*** Records provided ***

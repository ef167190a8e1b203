//! Remote Entity Repository Implementation
//!
//! Talks to the Atrium REST backend:
//! - `GET    {base_url}/tenants/{tenant}/{collection}`
//! - `PATCH  {base_url}/entities/{id}`
//! - `DELETE {base_url}/entities/{id}`
//! - `POST   {base_url}/entities/{id}/status`
//!
//! Every decoded entity is validated before it leaves this module.

use reqwest::{Response, StatusCode, Url};
use serde::de::DeserializeOwned;
use serde::Serialize;

use atrium_common::RepositoryError;

use crate::domain::entities::{Entity, EntityPatch, ScopeId};
use crate::repository::EntityRepository;

#[derive(Serialize)]
#[serde(rename_all = "camelCase")]
struct StatusChangeRequest<'a> {
    status: &'a str,
}

/// HTTP client for the entity REST backend.
pub struct RemoteEntityRepository {
    http: reqwest::Client,
    base_url: String,
    token: Option<String>,
}

impl RemoteEntityRepository {
    /// Create a new remote repository.
    pub fn new(base_url: String, token: Option<String>) -> Self {
        Self {
            http: reqwest::Client::new(),
            base_url: base_url.trim_end_matches('/').to_string(),
            token,
        }
    }

    /// Append path segments to the base URL. Each segment is percent-encoded,
    /// so ids containing `/`, `?` or `#` stay a single segment.
    fn url(&self, segments: &[&str]) -> Result<Url, RepositoryError> {
        let mut url = Url::parse(&self.base_url).map_err(|e| {
            RepositoryError::Transport(format!("Invalid base URL '{}': {e}", self.base_url))
        })?;
        url.path_segments_mut()
            .map_err(|_| {
                RepositoryError::Transport(format!(
                    "Base URL '{}' cannot carry a path",
                    self.base_url
                ))
            })?
            .pop_if_empty()
            .extend(segments);
        Ok(url)
    }

    async fn send(&self, request: reqwest::RequestBuilder) -> Result<Response, RepositoryError> {
        let request = match &self.token {
            Some(token) => request.bearer_auth(token),
            None => request,
        };

        let response = request
            .send()
            .await
            .map_err(|e| RepositoryError::Transport(e.to_string()))?;

        let status = response.status();
        if status.is_success() {
            return Ok(response);
        }

        let body = response
            .text()
            .await
            .unwrap_or_else(|_| "Failed to read response body".to_string());
        tracing::warn!(status = %status, body = %body, "Entity backend returned an error");

        Err(match status {
            StatusCode::NOT_FOUND => RepositoryError::NotFound,
            StatusCode::CONFLICT => RepositoryError::Conflict(body),
            _ => RepositoryError::Rejected {
                status: status.as_u16(),
                message: body,
            },
        })
    }

    async fn decode<T: DeserializeOwned>(response: Response) -> Result<T, RepositoryError> {
        response
            .json::<T>()
            .await
            .map_err(|e| RepositoryError::InvalidData(format!("Malformed response body: {e}")))
    }
}

fn checked(entity: Entity) -> Result<Entity, RepositoryError> {
    entity
        .validate()
        .map_err(|e| RepositoryError::InvalidData(e.to_string()))?;
    Ok(entity)
}

#[async_trait::async_trait]
impl EntityRepository for RemoteEntityRepository {
    async fn fetch_collection(&self, scope: &ScopeId) -> Result<Vec<Entity>, RepositoryError> {
        let url = self.url(&[
            "tenants",
            scope.tenant_id.as_str(),
            scope.entity_type.collection_path(),
        ])?;
        let response = self.send(self.http.get(url)).await?;
        let entities: Vec<Entity> = Self::decode(response).await?;

        let entities = entities
            .into_iter()
            .map(|entity| {
                if entity.entity_type != scope.entity_type {
                    return Err(RepositoryError::InvalidData(format!(
                        "Entity '{}' has type {} in a {} collection",
                        entity.id, entity.entity_type, scope.entity_type
                    )));
                }
                checked(entity)
            })
            .collect::<Result<Vec<_>, _>>()?;

        tracing::debug!(scope = %scope, count = entities.len(), "Fetched entity collection");
        Ok(entities)
    }

    async fn mutate(
        &self,
        entity_id: &str,
        patch: &EntityPatch,
    ) -> Result<Entity, RepositoryError> {
        let response = self
            .send(self.http.patch(self.url(&["entities", entity_id])?).json(patch))
            .await?;
        checked(Self::decode(response).await?)
    }

    async fn remove(&self, entity_id: &str) -> Result<(), RepositoryError> {
        self.send(self.http.delete(self.url(&["entities", entity_id])?))
            .await?;
        tracing::debug!(entity_id = %entity_id, "Entity removed");
        Ok(())
    }

    async fn change_status(
        &self,
        entity_id: &str,
        new_status: &str,
    ) -> Result<Entity, RepositoryError> {
        let url = self.url(&["entities", entity_id, "status"])?;
        let response = self
            .send(
                self.http
                    .post(url)
                    .json(&StatusChangeRequest { status: new_status }),
            )
            .await?;
        checked(Self::decode(response).await?)
    }
}
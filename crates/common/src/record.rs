//! Row-level value types shared by the domain crates and the view engine
//!
//! A listed record exposes its fields as [`FieldValue`]s through the [`Row`]
//! trait. The view engine only ever reads rows through this trait, so it never
//! needs to know which entity type it is listing.

use chrono::{DateTime, NaiveDate, Utc};
use serde::{Deserialize, Serialize};
use std::borrow::Cow;
use std::fmt;

/// A primitive field value of a listed record
#[derive(Debug, Clone, PartialEq, Serialize, Deserialize)]
#[serde(untagged)]
pub enum FieldValue {
    Bool(bool),
    Number(f64),
    Timestamp(DateTime<Utc>),
    Text(String),
}

impl FieldValue {
    pub fn text(value: impl Into<String>) -> Self {
        FieldValue::Text(value.into())
    }

    pub fn as_text(&self) -> Option<&str> {
        match self {
            FieldValue::Text(s) => Some(s),
            _ => None,
        }
    }

    /// Numeric view of the value, parsing text that holds a finite number.
    /// Words such as `inf` or `NaN` stay text.
    pub fn as_number(&self) -> Option<f64> {
        match self {
            FieldValue::Number(n) if !n.is_nan() => Some(*n),
            FieldValue::Text(s) => s.trim().parse::<f64>().ok().filter(|n| n.is_finite()),
            _ => None,
        }
    }

    /// Chronological view of the value, parsing RFC 3339 or `YYYY-MM-DD` text
    pub fn as_timestamp(&self) -> Option<DateTime<Utc>> {
        match self {
            FieldValue::Timestamp(ts) => Some(*ts),
            FieldValue::Text(s) => parse_date_like(s),
            _ => None,
        }
    }
}

fn parse_date_like(raw: &str) -> Option<DateTime<Utc>> {
    let raw = raw.trim();
    if let Ok(ts) = DateTime::parse_from_rfc3339(raw) {
        return Some(ts.with_timezone(&Utc));
    }
    NaiveDate::parse_from_str(raw, "%Y-%m-%d")
        .ok()
        .and_then(|d| d.and_hms_opt(0, 0, 0))
        .map(|dt| dt.and_utc())
}

impl fmt::Display for FieldValue {
    fn fmt(&self, f: &mut fmt::Formatter<'_>) -> fmt::Result {
        match self {
            FieldValue::Bool(b) => write!(f, "{}", b),
            FieldValue::Number(n) if n.fract() == 0.0 && n.is_finite() => {
                write!(f, "{}", *n as i64)
            }
            FieldValue::Number(n) => write!(f, "{}", n),
            FieldValue::Timestamp(ts) => write!(f, "{}", ts.format("%Y-%m-%d")),
            FieldValue::Text(s) => write!(f, "{}", s),
        }
    }
}

impl From<&str> for FieldValue {
    fn from(value: &str) -> Self {
        FieldValue::Text(value.to_string())
    }
}

impl From<String> for FieldValue {
    fn from(value: String) -> Self {
        FieldValue::Text(value)
    }
}

impl From<f64> for FieldValue {
    fn from(value: f64) -> Self {
        FieldValue::Number(value)
    }
}

impl From<i64> for FieldValue {
    fn from(value: i64) -> Self {
        FieldValue::Number(value as f64)
    }
}

impl From<bool> for FieldValue {
    fn from(value: bool) -> Self {
        FieldValue::Bool(value)
    }
}

impl From<DateTime<Utc>> for FieldValue {
    fn from(value: DateTime<Utc>) -> Self {
        FieldValue::Timestamp(value)
    }
}

/// A record that can be listed by a collection view
pub trait Row {
    /// Stable identifier, unique within a collection snapshot
    fn row_id(&self) -> &str;

    /// Value of a named field, `None` when the record does not carry it
    fn value(&self, field: &str) -> Option<Cow<'_, FieldValue>>;

    /// Concatenation of the fields the free-text search runs against
    fn search_text(&self) -> String;
}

*** End of Records provided ***

• How to complete this task:
Copy, please, exactly the lines that start at the first line of the data and end at the line containing "pub struct RemoteEntityRepository", both kept and no others.

• Task result:
repository ef167190a8e1b203
//! Remote Entity Repository Implementation
//!
//! Talks to the Atrium REST backend:
//! - `GET    {base_url}/tenants/{tenant}/{collection}`
//! - `PATCH  {base_url}/entities/{id}`
//! - `DELETE {base_url}/entities/{id}`
//! - `POST   {base_url}/entities/{id}/status`
//!
//! Every decoded entity is validated before it leaves this module.

use reqwest::{Response, StatusCode, Url};
use serde::de::DeserializeOwned;
use serde::Serialize;

use atrium_common::RepositoryError;

use crate::domain::entities::{Entity, EntityPatch, ScopeId};
use crate::repository::EntityRepository;

#[derive(Serialize)]
#[serde(rename_all = "camelCase")]
struct StatusChangeRequest<'a> {
    status: &'a str,
}

/// HTTP client for the entity REST backend.
pub struct RemoteEntityRepository {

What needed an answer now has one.